* [Saved data entries]:
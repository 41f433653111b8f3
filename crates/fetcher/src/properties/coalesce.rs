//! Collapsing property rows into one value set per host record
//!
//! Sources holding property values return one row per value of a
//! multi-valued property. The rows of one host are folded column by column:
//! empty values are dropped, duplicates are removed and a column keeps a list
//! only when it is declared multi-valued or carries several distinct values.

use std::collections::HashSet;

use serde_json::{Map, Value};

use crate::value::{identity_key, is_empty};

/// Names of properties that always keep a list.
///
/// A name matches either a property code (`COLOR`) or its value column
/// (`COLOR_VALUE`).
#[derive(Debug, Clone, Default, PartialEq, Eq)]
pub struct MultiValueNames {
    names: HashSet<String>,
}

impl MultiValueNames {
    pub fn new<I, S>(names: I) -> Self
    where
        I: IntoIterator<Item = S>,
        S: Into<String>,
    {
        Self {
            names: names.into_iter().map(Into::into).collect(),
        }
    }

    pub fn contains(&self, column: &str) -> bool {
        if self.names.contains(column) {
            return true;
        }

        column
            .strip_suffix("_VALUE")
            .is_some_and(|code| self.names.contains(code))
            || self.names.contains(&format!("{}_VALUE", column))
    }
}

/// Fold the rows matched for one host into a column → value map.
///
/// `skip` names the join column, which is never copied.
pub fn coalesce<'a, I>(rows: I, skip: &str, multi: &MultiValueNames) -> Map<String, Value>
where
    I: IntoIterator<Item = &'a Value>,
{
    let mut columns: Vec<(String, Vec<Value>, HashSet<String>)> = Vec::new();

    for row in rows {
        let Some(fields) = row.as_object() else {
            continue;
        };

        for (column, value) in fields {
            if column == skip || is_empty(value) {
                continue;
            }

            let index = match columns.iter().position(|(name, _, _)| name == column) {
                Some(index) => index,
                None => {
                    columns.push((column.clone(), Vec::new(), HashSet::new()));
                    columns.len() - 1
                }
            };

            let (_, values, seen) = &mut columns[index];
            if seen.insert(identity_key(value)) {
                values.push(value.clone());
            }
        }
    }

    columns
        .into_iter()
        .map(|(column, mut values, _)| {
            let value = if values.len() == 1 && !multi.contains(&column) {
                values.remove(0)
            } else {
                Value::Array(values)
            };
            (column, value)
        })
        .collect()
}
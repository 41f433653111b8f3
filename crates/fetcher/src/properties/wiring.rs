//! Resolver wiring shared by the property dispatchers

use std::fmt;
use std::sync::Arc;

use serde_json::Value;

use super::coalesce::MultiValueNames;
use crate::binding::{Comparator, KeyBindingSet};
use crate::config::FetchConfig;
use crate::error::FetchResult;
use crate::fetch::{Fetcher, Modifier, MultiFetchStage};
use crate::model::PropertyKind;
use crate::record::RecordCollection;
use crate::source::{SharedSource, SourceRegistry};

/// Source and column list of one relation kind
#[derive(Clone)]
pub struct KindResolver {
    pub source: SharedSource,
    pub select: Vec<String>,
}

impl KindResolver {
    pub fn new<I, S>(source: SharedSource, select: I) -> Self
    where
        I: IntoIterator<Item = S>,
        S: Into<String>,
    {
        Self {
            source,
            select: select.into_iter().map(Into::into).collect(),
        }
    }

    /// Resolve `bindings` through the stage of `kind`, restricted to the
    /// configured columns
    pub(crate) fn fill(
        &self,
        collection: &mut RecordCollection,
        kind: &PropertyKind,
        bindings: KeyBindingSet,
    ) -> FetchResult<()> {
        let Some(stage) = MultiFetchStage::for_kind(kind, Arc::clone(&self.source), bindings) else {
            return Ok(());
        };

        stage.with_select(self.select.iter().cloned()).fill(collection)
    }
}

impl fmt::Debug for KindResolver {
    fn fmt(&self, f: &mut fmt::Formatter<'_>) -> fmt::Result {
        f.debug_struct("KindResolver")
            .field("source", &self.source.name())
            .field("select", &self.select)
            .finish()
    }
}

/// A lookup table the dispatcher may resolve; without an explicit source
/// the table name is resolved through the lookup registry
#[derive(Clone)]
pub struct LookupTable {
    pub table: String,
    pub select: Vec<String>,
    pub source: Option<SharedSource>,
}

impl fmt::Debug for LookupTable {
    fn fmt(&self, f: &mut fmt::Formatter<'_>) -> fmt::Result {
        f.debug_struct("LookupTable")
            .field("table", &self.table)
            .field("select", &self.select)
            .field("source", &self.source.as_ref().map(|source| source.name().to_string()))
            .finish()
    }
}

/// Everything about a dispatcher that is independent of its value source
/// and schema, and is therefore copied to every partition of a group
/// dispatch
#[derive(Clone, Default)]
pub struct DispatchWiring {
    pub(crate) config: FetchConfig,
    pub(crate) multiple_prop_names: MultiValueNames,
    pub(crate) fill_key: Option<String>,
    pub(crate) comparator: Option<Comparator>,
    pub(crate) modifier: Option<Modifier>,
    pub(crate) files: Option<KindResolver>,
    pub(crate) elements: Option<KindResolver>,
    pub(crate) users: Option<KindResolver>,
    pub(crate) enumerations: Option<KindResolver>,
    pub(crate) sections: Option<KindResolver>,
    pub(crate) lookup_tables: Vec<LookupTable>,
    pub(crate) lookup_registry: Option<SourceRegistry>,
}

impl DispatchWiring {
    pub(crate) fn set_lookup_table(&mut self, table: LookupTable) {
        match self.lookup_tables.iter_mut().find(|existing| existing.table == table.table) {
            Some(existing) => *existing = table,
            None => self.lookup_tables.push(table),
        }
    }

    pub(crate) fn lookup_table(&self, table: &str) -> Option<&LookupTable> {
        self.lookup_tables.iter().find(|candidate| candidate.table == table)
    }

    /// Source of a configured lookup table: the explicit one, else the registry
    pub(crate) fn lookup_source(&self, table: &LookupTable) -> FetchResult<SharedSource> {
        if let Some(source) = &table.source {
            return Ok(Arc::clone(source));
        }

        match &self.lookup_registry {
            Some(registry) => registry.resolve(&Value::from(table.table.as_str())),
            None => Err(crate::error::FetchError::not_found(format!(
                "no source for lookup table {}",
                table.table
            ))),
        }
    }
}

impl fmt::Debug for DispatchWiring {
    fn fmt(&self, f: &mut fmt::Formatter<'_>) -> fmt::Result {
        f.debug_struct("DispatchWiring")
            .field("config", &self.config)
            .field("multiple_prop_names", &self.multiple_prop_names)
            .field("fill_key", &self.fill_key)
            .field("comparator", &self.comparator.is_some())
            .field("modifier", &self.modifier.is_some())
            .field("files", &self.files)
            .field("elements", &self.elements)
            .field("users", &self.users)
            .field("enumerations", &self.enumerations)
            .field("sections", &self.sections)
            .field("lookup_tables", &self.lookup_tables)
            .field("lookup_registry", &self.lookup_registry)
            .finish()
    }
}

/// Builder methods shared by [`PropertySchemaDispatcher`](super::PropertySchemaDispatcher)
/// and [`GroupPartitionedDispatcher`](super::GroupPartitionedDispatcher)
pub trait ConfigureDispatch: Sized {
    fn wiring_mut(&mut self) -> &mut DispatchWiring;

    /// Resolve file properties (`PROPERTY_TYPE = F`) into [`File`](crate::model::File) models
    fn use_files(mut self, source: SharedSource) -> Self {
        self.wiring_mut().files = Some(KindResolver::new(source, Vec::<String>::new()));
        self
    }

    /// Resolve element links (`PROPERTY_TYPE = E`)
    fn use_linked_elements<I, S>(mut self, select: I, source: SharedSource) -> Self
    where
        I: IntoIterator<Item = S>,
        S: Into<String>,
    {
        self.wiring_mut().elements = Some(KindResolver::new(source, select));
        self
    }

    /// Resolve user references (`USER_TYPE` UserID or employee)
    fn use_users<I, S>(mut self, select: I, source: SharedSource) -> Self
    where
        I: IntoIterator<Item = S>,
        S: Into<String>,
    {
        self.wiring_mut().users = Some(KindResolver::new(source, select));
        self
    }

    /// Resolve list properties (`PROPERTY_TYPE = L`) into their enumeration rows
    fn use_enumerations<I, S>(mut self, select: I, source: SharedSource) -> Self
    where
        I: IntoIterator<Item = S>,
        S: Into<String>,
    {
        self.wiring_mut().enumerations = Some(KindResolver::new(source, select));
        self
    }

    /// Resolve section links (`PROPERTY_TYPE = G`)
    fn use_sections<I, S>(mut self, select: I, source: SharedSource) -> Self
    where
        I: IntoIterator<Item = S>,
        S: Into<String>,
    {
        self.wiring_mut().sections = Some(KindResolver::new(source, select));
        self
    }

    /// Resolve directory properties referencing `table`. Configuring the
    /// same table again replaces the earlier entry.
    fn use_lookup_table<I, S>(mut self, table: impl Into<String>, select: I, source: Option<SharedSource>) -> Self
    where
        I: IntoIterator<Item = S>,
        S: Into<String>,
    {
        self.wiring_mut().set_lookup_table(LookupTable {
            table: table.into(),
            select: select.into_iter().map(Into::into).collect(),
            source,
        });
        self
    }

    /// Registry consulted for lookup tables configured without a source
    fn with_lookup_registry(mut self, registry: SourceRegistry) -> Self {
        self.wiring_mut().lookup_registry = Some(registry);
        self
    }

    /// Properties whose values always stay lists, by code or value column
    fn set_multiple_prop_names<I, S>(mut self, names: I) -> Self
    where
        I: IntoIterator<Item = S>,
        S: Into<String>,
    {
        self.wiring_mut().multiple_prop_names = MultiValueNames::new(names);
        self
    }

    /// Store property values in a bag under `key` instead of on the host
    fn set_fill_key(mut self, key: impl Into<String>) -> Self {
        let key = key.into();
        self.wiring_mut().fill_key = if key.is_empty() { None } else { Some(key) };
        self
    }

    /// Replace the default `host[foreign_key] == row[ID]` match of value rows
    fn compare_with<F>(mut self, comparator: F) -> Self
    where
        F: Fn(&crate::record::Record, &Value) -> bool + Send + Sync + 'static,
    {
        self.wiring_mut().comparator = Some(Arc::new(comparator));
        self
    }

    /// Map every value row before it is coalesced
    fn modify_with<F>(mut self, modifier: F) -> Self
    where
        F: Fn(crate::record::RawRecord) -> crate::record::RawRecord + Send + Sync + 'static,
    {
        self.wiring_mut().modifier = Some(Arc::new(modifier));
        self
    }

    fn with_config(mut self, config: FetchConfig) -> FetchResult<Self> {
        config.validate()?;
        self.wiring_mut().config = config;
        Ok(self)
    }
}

* [WORK TASK]:
Quote in full each line from the top of the records above through the line with "for (column, value)"; stop after that line.

* [OUTPUT BELOW]:
repository 41f433653111b8f3
filename crates/fetcher/src/properties/coalesce.rs
//! Collapsing property rows into one value set per host record
//!
//! Sources holding property values return one row per value of a
//! multi-valued property. The rows of one host are folded column by column:
//! empty values are dropped, duplicates are removed and a column keeps a list
//! only when it is declared multi-valued or carries several distinct values.

use std::collections::HashSet;

use serde_json::{Map, Value};

use crate::value::{identity_key, is_empty};

/// Names of properties that always keep a list.
///
/// A name matches either a property code (`COLOR`) or its value column
/// (`COLOR_VALUE`).
#[derive(Debug, Clone, Default, PartialEq, Eq)]
pub struct MultiValueNames {
    names: HashSet<String>,
}

impl MultiValueNames {
    pub fn new<I, S>(names: I) -> Self
    where
        I: IntoIterator<Item = S>,
        S: Into<String>,
    {
        Self {
            names: names.into_iter().map(Into::into).collect(),
        }
    }

    pub fn contains(&self, column: &str) -> bool {
        if self.names.contains(column) {
            return true;
        }

        column
            .strip_suffix("_VALUE")
            .is_some_and(|code| self.names.contains(code))
            || self.names.contains(&format!("{}_VALUE", column))
    }
}

/// Fold the rows matched for one host into a column → value map.
///
/// `skip` names the join column, which is never copied.
pub fn coalesce<'a, I>(rows: I, skip: &str, multi: &MultiValueNames) -> Map<String, Value>
where
    I: IntoIterator<Item = &'a Value>,
{
    let mut columns: Vec<(String, Vec<Value>, HashSet<String>)> = Vec::new();

    for row in rows {
        let Some(fields) = row.as_object() else {
            continue;
        };

        for (column, value) in fields {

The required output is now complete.